____ RECORD EXTRACTS

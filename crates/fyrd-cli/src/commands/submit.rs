//! Submit command implementation.
//!
//! Turn a shell command into a job and hand it to the configured backend.

use anyhow::Result;

use fyrd_sched::Job;
use fyrd_sched::script::shell_quote;

use super::common::{Paths, Session, build_job, run_job};
use crate::JobArgs;

/// Execute the submit command.
pub async fn execute(paths: &Paths, command: &[String], args: &JobArgs) -> Result<()> {
    let session = Session::open(paths).await?;
    let job = build_job(&session.config, Job::script(command_line(command)), args)?;
    run_job(&session, job, args).await
}

/// A single argument is taken as a shell line, several are quoted and joined.
pub fn command_line(command: &[String]) -> String {
    match command {
        [line] => line.clone(),
        words => words
            .iter()
            .map(|word| shell_quote(word))
            .collect::<Vec<_>>()
            .join(" "),
    }
}
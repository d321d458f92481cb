//! Readers for sbatch, squeue, sacct and scancel output.

use crate::error::{SchedError, SchedResult};
use crate::slurm::adapter::{SlurmJobInfo, SlurmState};

fn malformed(command: &str, line: &str) -> SchedError {
    SchedError::SlurmCommandError {
        command: command.to_string(),
        message: format!("Unexpected output format: {line}"),
    }
}

/// Split a `|` separated row, trimming each field.
fn fields(line: &str) -> Vec<&str> {
    line.split('|').map(str::trim).collect()
}

/// Column headers printed by squeue and sacct start with the job id column.
fn is_header(line: &str) -> bool {
    let first = line.split('|').next().unwrap_or_default().trim();
    first.eq_ignore_ascii_case("jobid")
}

/// Queue id from sbatch.
///
/// Both `Submitted batch job 48213` and the `--parsable` form `48213;hpc` are read.
pub fn parse_sbatch_output(output: &str) -> SchedResult<String> {
    let trimmed = output.trim();
    let id = trimmed
        .strip_prefix("Submitted batch job ")
        .unwrap_or(trimmed)
        .split(';')
        .next()
        .unwrap_or_default()
        .trim();

    if id.is_empty() || !id.bytes().all(|b| b.is_ascii_digit()) {
        return Err(malformed("sbatch", trimmed));
    }
    Ok(id.to_string())
}

/// First job row of `squeue -j <id> -o "%i|%j|%T|%r|%S"`.
///
/// ```text
/// JOBID|NAME|STATE|REASON|START_TIME
/// 48213|align.1a2b3c4d|PENDING|Priority|N/A
/// ```
///
/// `None` once the job has left the queue.
pub fn parse_squeue_output(output: &str) -> SchedResult<Option<SlurmJobInfo>> {
    let Some(row) = output
        .lines()
        .map(str::trim)
        .find(|line| !line.is_empty() && !is_header(line))
    else {
        return Ok(None);
    };

    let cols = fields(row);
    let [id, name, state, reason, ..] = cols.as_slice() else {
        return Err(malformed("squeue", row));
    };

    Ok(Some(SlurmJobInfo {
        job_id: id.to_string(),
        name: name.to_string(),
        state: parse_slurm_state(state),
        reason: match *reason {
            "" | "None" => None,
            other => Some(other.to_string()),
        },
        exit_code: None,
    }))
}

/// Accounting row of `sacct -j <id> -o JobID,JobName,State,ExitCode -P`.
///
/// ```text
/// JobID|JobName|State|ExitCode
/// 48213|align.1a2b3c4d|COMPLETED|0:0
/// 48213.batch|batch|COMPLETED|0:0
/// 48213.0|bash|COMPLETED|0:0
/// ```
///
/// Step rows (`48213.batch`, `48213.0`) are ignored.
pub fn parse_sacct_output(output: &str) -> SchedResult<Option<SlurmJobInfo>> {
    let row = output
        .lines()
        .filter(|line| !is_header(line))
        .map(fields)
        .find(|cols| cols.len() >= 4 && !cols[0].is_empty() && !cols[0].contains('.'));

    Ok(row.map(|cols| SlurmJobInfo {
        job_id: cols[0].to_string(),
        name: cols[1].to_string(),
        state: parse_slurm_state(cols[2]),
        reason: None,
        exit_code: parse_exit_code(cols[3]),
    }))
}

/// State names and squeue's short codes.
///
/// Only the first word is read, sacct writes `CANCELLED by 1000`.
fn parse_slurm_state(state: &str) -> SlurmState {
    let word = state.split_whitespace().next().unwrap_or_default().to_ascii_uppercase();
    match word.as_str() {
        "PENDING" | "PD" => SlurmState::Pending,
        "RUNNING" | "R" => SlurmState::Running,
        "COMPLETING" | "CG" => SlurmState::Completing,
        "COMPLETED" | "CD" => SlurmState::Completed,
        "FAILED" | "F" => SlurmState::Failed,
        "TIMEOUT" | "TO" => SlurmState::Timeout,
        "CANCELLED" | "CA" => SlurmState::Cancelled,
        "NODE_FAIL" | "NF" => SlurmState::NodeFail,
        "PREEMPTED" | "PR" => SlurmState::Preempted,
        "OUT_OF_MEMORY" | "OOM" => SlurmState::OutOfMemory,
        "SUSPENDED" | "S" => SlurmState::Suspended,
        _ => SlurmState::Unknown(state.to_string()),
    }
}

/// `code:signal` to the exit code.
fn parse_exit_code(code: &str) -> Option<i32> {
    code.split_once(':').map_or(code, |(c, _)| c).parse().ok()
}

/// scancel is silent on success. A job that already finished is reported as not found.
pub fn parse_scancel_output(_stdout: &str, stderr: &str) -> SchedResult<()> {
    let stderr = stderr.trim();
    if stderr.is_empty() || stderr.contains("already completing") {
        return Ok(());
    }
    if stderr.contains("Invalid job id") || stderr.contains("does not exist") {
        return Err(SchedError::SlurmJobNotFound(stderr.to_string()));
    }
    Err(SchedError::SlurmCommandError {
        command: "scancel".to_string(),
        message: stderr.to_string(),
    })
}

/// Ids from `squeue -h -u <user> -o %i`, one per line.
pub fn parse_queue_ids(output: &str) -> Vec<String> {
    output
        .lines()
        .map(str::trim)
        .filter(|line| !line.is_empty())
        .map(str::to_string)
        .collect()
}
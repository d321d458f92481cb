//! Shared helpers for CLI commands.

use std::fs;
use std::path::{Path, PathBuf};
use std::time::Duration;

use anyhow::{Context, Result};
use console::{StyledObject, style};
use indicatif::{ProgressBar, ProgressStyle};

use fyrd_sched::options::parse_assignment;
use fyrd_sched::{Cluster, Config, Job, JobBuilder, JobState, JsonStore, QueueType, StateStore};

use crate::JobArgs;

/// Locations given on the command line.
#[derive(Debug, Clone, Default)]
pub struct Paths {
    pub config: Option<PathBuf>,
    pub state_dir: Option<PathBuf>,
}

/// Everything a job command works with.
pub struct Session {
    pub config: Config,
    pub store: JsonStore,
    pub cluster: Cluster,
}

impl Session {
    pub async fn open(paths: &Paths) -> Result<Self> {
        let config = load_config(paths)?;
        let state_dir = match &paths.state_dir {
            Some(dir) => dir.clone(),
            None => default_state_dir()?,
        };
        let store = JsonStore::new(&state_dir).await.with_context(|| {
            format!("Failed to open job store at {}", state_dir.display())
        })?;
        let cluster = Cluster::new(config.clone())?;
        Ok(Self {
            config,
            store,
            cluster,
        })
    }

    /// Look a job up by uuid, name or queue id.
    pub async fn find(&self, query: &str) -> Result<Job> {
        self.store
            .find(query)
            .await?
            .ok_or_else(|| anyhow::anyhow!("No job matching '{query}'"))
    }
}

/// Load the config named on the command line, or the default one.
pub fn load_config(paths: &Paths) -> Result<Config> {
    let config = match &paths.config {
        Some(path) => Config::load(path),
        None => Config::load_default(),
    };
    config.context("Failed to load config")
}

/// Return the default job record directory (~/.fyrd/jobs/).
pub fn default_state_dir() -> Result<PathBuf> {
    let home =
        dirs::home_dir().ok_or_else(|| anyhow::anyhow!("Could not determine home directory"))?;
    let state_dir = home.join(".fyrd").join("jobs");
    if !state_dir.exists() {
        fs::create_dir_all(&state_dir).with_context(|| {
            format!("Failed to create state directory: {}", state_dir.display())
        })?;
    }
    Ok(state_dir)
}

/// Apply the shared job arguments to a builder and build the job.
pub fn build_job(config: &Config, mut builder: JobBuilder, args: &JobArgs) -> Result<Job> {
    if let Some(qtype) = &args.qtype {
        builder = builder.qtype(qtype.parse::<QueueType>()?);
    }
    if let Some(name) = &args.name {
        builder = builder.name(name);
    }
    if let Some(profile) = &args.profile {
        builder = builder.profile(profile);
    }
    for raw in &args.options {
        let (key, value) = parse_assignment(raw)?;
        builder = builder.option(key, value);
    }
    Ok(builder.build(config)?)
}

/// Submit a freshly built job and record it; wait for it when asked to or when it
/// runs locally.
pub async fn run_job(session: &Session, mut job: Job, args: &JobArgs) -> Result<()> {
    if args.dry_run {
        for script in job.scripts.all() {
            println!("{} {}", style("==>").cyan().bold(), style(script.path.display()).dim());
            println!("{}", script.content);
        }
        return Ok(());
    }

    session.cluster.submit(&mut job).await?;
    session.store.save_job(&job).await?;
    println!(
        "{} Submitted {} to {} as {}",
        style("✓").green().bold(),
        style(&job.name).cyan(),
        job.qtype,
        style(job.queue_id.as_deref().unwrap_or("-")).yellow()
    );

    // The local pool lives in this process
    if !args.wait && job.qtype != QueueType::Local {
        return Ok(());
    }

    let spinner = spinner(format!("Waiting for {}...", job.name))?;
    let result = session.cluster.get(&mut job, None).await;
    spinner.finish_and_clear();
    session.store.save_job(&job).await?;

    let output = result?;
    print_state(&job);
    if !output.stdout.is_empty() {
        print!("{}", output.stdout);
    }
    if !output.stderr.is_empty() {
        eprint!("{}", output.stderr);
    }
    if let Some(value) = &output.result {
        println!("{}", serde_json::to_string_pretty(value)?);
    }
    if !job.state.is_success() {
        anyhow::bail!("Job {} {}", job.name, job.state);
    }
    Ok(())
}

/// Spinner shown while waiting on the scheduler.
pub fn spinner(message: String) -> Result<ProgressBar> {
    let spinner = ProgressBar::new_spinner();
    spinner.set_style(ProgressStyle::default_spinner().template("{spinner:.cyan} {msg}")?);
    spinner.set_message(message);
    spinner.enable_steady_tick(Duration::from_millis(100));
    Ok(spinner)
}

pub fn styled_state(state: JobState) -> StyledObject<&'static str> {
    let name = state.name();
    match state {
        JobState::Completed => style(name).green(),
        JobState::Failed | JobState::Cancelled => style(name).red(),
        JobState::Queued | JobState::Held | JobState::Submitted => style(name).yellow(),
        _ => style(name).cyan(),
    }
}

pub fn print_state(job: &Job) {
    let exit = job
        .exit_code
        .map(|code| format!(" (exit code {code})"))
        .unwrap_or_default();
    println!(
        "{} Job {} {}{}",
        style("→").cyan().bold(),
        style(&job.name).cyan(),
        styled_state(job.state).bold(),
        exit
    );
}

/// Directory `clean` works in when none is given.
pub fn clean_dir_default(dir: Option<&Path>) -> Result<PathBuf> {
    match dir {
        Some(dir) => Ok(dir.to_path_buf()),
        None => std::env::current_dir().context("Failed to read current directory"),
    }
}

________

• THE PROBLEM: Copy out every line of the data in which the word "await" is found.

• SOLUTION:
    let session = Session::open(paths).await?;
    run_job(&session, job, args).await
        let store = JsonStore::new(&state_dir).await.with_context(|| {
            .await?
    session.cluster.submit(&mut job).await?;
    session.store.save_job(&job).await?;
    let result = session.cluster.get(&mut job, None).await;
    session.store.save_job(&job).await?;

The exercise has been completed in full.